Use the same method to create a new data series, except that in the "Y values" field we need to refer to the f'(x) values and in the "Name" field we need to refer to the D2 cell.

All that remains is to place labels on the diagram and format the final result.

Select the chart, then in the Chart Design - Add Chart Element - Axis Titles menu, add horizontal (x) and vertical (y) axis titles. Double-click on the caption that appears to rewrite them.
If not created automatically, add a legend in the Chart Design - Add Chart Element - Legend menu.
Add a Chart title in a similar way.
Right-click on an empty part of the chart and select Format chart area. A menu opens on the right, the contents of which depend on which element is currently selected on the chart.
Format both the diagram and the table according to the illustration.

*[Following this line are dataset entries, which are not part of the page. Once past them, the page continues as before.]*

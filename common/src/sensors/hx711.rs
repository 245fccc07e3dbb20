use embedded_hal::{
    delay::DelayNs,
    digital::{InputPin, OutputPin},
};

use crate::error::SensorError;

const READY_POLL_MS: u32 = 1;
const DEFAULT_TIMEOUT_MS: u32 = 1_000;

/// Channel/gain selected for the *next* conversion, encoded as the number
/// of extra clock pulses after the 24 data bits.
#[derive(Debug, Clone, Copy, PartialEq, Eq)]
pub enum Hx711Gain {
    A128,
    A64,
    B32,
}

impl Hx711Gain {
    fn pulses(self) -> u8 {
        match self {
            Self::A128 => 1,
            Self::A64 => 3,
            Self::B32 => 2,
        }
    }
}

/// Bit-banged HX711 load-cell ADC.
pub struct Hx711<DOUT, SCK, D> {
    dout: DOUT,
    sck: SCK,
    delay: D,
    gain: Hx711Gain,
    timeout_ms: u32,
    offset: f32,
    scale: f32,
}

impl<DOUT, SCK, D> Hx711<DOUT, SCK, D>
where
    DOUT: InputPin,
    SCK: OutputPin,
    D: DelayNs,
{
    pub fn new(dout: DOUT, mut sck: SCK, delay: D, gain: Hx711Gain) -> Result<Self, SensorError> {
        sck.set_low().map_err(SensorError::bus)?;
        Ok(Self {
            dout,
            sck,
            delay,
            gain,
            timeout_ms: DEFAULT_TIMEOUT_MS,
            offset: 0.0,
            scale: 1.0,
        })
    }

    pub fn set_calibration(&mut self, offset: f32, scale: f32) {
        self.offset = offset;
        if scale != 0.0 {
            self.scale = scale;
        }
    }

    pub fn offset(&self) -> f32 {
        self.offset
    }

    /// One signed 24-bit conversion.
    pub fn read_raw(&mut self) -> Result<i32, SensorError> {
        self.wait_ready()?;

        let mut data = 0_u32;
        for _ in 0..24 {
            self.sck.set_high().map_err(SensorError::bus)?;
            let bit = self.dout.is_high().map_err(SensorError::bus)?;
            self.sck.set_low().map_err(SensorError::bus)?;
            data = (data << 1) | u32::from(bit);
        }

        for _ in 0..self.gain.pulses() {
            self.sck.set_high().map_err(SensorError::bus)?;
            self.sck.set_low().map_err(SensorError::bus)?;
        }

        if data & 0x80_0000 != 0 {
            data |= 0xFF00_0000;
        }
        Ok(data as i32)
    }

    /// Mean of the conversions that succeeded out of `samples` attempts.
    pub fn read_average(&mut self, samples: usize) -> Result<f32, SensorError> {
        let mut total = 0_i64;
        let mut good = 0_i64;
        for _ in 0..samples {
            if let Ok(value) = self.read_raw() {
                total += i64::from(value);
                good += 1;
            }
        }

        if good == 0 {
            return Err(SensorError::NoSamples);
        }
        Ok((total as f64 / good as f64) as f32)
    }

    pub fn tare(&mut self, samples: usize) -> Result<(), SensorError> {
        self.offset = self.read_average(samples)?;
        Ok(())
    }

    pub fn weight(&mut self, samples: usize) -> Result<f32, SensorError> {
        let value = self.read_average(samples)?;
        Ok((value - self.offset) / self.scale)
    }

    fn wait_ready(&mut self) -> Result<(), SensorError> {
        let mut waited = 0;
        while !self.dout.is_low().map_err(SensorError::bus)? {
            if waited >= self.timeout_ms {
                return Err(SensorError::Timeout { what: "HX711 ready" });
            }
            self.delay.delay_ms(READY_POLL_MS);
            waited += READY_POLL_MS;
        }
        Ok(())
    }
}

#[cfg(test)]
mod tests {
    use pretty_assertions::assert_eq;

    use std::{cell::RefCell, convert::Infallible, rc::Rc};

    use embedded_hal::digital::{ErrorType, InputPin, OutputPin};

    use super::*;
    use crate::sensors::fake::FakeDelay;

    /// Simulated ADC: DOUT idles high until `busy_polls` readiness checks
    /// have passed, then shifts out `value` MSB first on SCK rising edges.
    #[derive(Debug, Default)]
    struct Adc {
        values: Vec<u32>,
        busy_polls: u32,
        clocks: u32,
        conversions: usize,
        max_clocks: u32,
    }

    struct Dout(Rc<RefCell<Adc>>);
    struct Sck(Rc<RefCell<Adc>>);

    impl ErrorType for Dout {
        type Error = Infallible;
    }

    impl InputPin for Dout {
        fn is_high(&mut self) -> Result<bool, Infallible> {
            let adc = self.0.borrow();
            let value = adc.values[adc.conversions % adc.values.len()];
            Ok(match adc.clocks {
                1..=24 => (value >> (24 - adc.clocks)) & 1 == 1,
                _ => false,
            })
        }

        fn is_low(&mut self) -> Result<bool, Infallible> {
            let mut adc = self.0.borrow_mut();
            if adc.clocks > 0 {
                adc.clocks = 0;
                adc.conversions += 1;
            }
            if adc.busy_polls > 0 {
                adc.busy_polls -= 1;
                return Ok(false);
            }
            Ok(true)
        }
    }

    impl ErrorType for Sck {
        type Error = Infallible;
    }

    impl OutputPin for Sck {
        fn set_high(&mut self) -> Result<(), Infallible> {
            let mut adc = self.0.borrow_mut();
            adc.clocks += 1;
            adc.max_clocks = adc.max_clocks.max(adc.clocks);
            Ok(())
        }

        fn set_low(&mut self) -> Result<(), Infallible> {
            Ok(())
        }
    }

    fn hx711(adc: Adc, gain: Hx711Gain) -> (Hx711<Dout, Sck, FakeDelay>, Rc<RefCell<Adc>>) {
        let adc = Rc::new(RefCell::new(adc));
        let sensor = Hx711::new(Dout(adc.clone()), Sck(adc.clone()), FakeDelay::default(), gain).unwrap();
        (sensor, adc)
    }

    #[test]
    fn reads_positive_and_negative_counts() {
        let (mut sensor, _) = hx711(
            Adc {
                values: vec![0x00_1234, 0xFF_FFFE],
                ..Default::default()
            },
            Hx711Gain::A128,
        );

        assert_eq!(sensor.read_raw().unwrap(), 0x1234);
        assert_eq!(sensor.read_raw().unwrap(), -2);
    }

    #[test]
    fn gain_selects_extra_pulses() {
        let (mut sensor, adc) = hx711(
            Adc {
                values: vec![1],
                ..Default::default()
            },
            Hx711Gain::A64,
        );

        sensor.read_raw().unwrap();
        assert_eq!(adc.borrow().max_clocks, 27);
    }

    #[test]
    fn busy_converter_times_out() {
        let (mut sensor, _) = hx711(
            Adc {
                values: vec![1],
                busy_polls: u32::MAX,
                ..Default::default()
            },
            Hx711Gain::A128,
        );

        assert_eq!(sensor.read_raw(), Err(SensorError::Timeout { what: "HX711 ready" }));
        assert_eq!(sensor.read_average(3), Err(SensorError::NoSamples));
    }

    #[test]
    fn weight_applies_tare_and_scale() {
        let (mut sensor, adc) = hx711(
            Adc {
                values: vec![1_000],
                ..Default::default()
            },
            Hx711Gain::A128,
        );

        sensor.tare(5).unwrap();
        assert_eq!(sensor.offset(), 1_000.0);

        adc.borrow_mut().values = vec![1_500];
        sensor.set_calibration(sensor.offset(), 2.0);
        assert_eq!(sensor.weight(5).unwrap(), 250.0);
    }
}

Exercise 2: f(x) = ax² + bx + c (practice exercise)

Start a new Excel document or a new tab for the second exercise. In order for the values of a, b, c to be variable, we need to include them as parameters in a separate cell.

In cells B2, B3, B4 enter "a =", "b = ", "c = ".
Write arbitrary values in cells C2, C3, C4, and then name the cells a, b, cc.

HINT: In Excel, you cannot use any name to name the ranges, for example, "c" and "r" are reserved by default, so we will use the name "cc". If a name is taken, we do not get an error message, the renaming just simply doesn't happen.

The exercise continues from here in the same way as before. In the formulae f(x) and f'(x), we can refer to the cells a, b, cc by their names.

HINT: How can I make the number 2 in the chart title appear in the superscript? In places where we don't have formatting options, we need to insert the superscript 2 as a symbol. If there is no symbol insertion option in the program, you can look for the required character in another program (e.g. Word) or on the Internet (by searching for "superscript 2" in Google).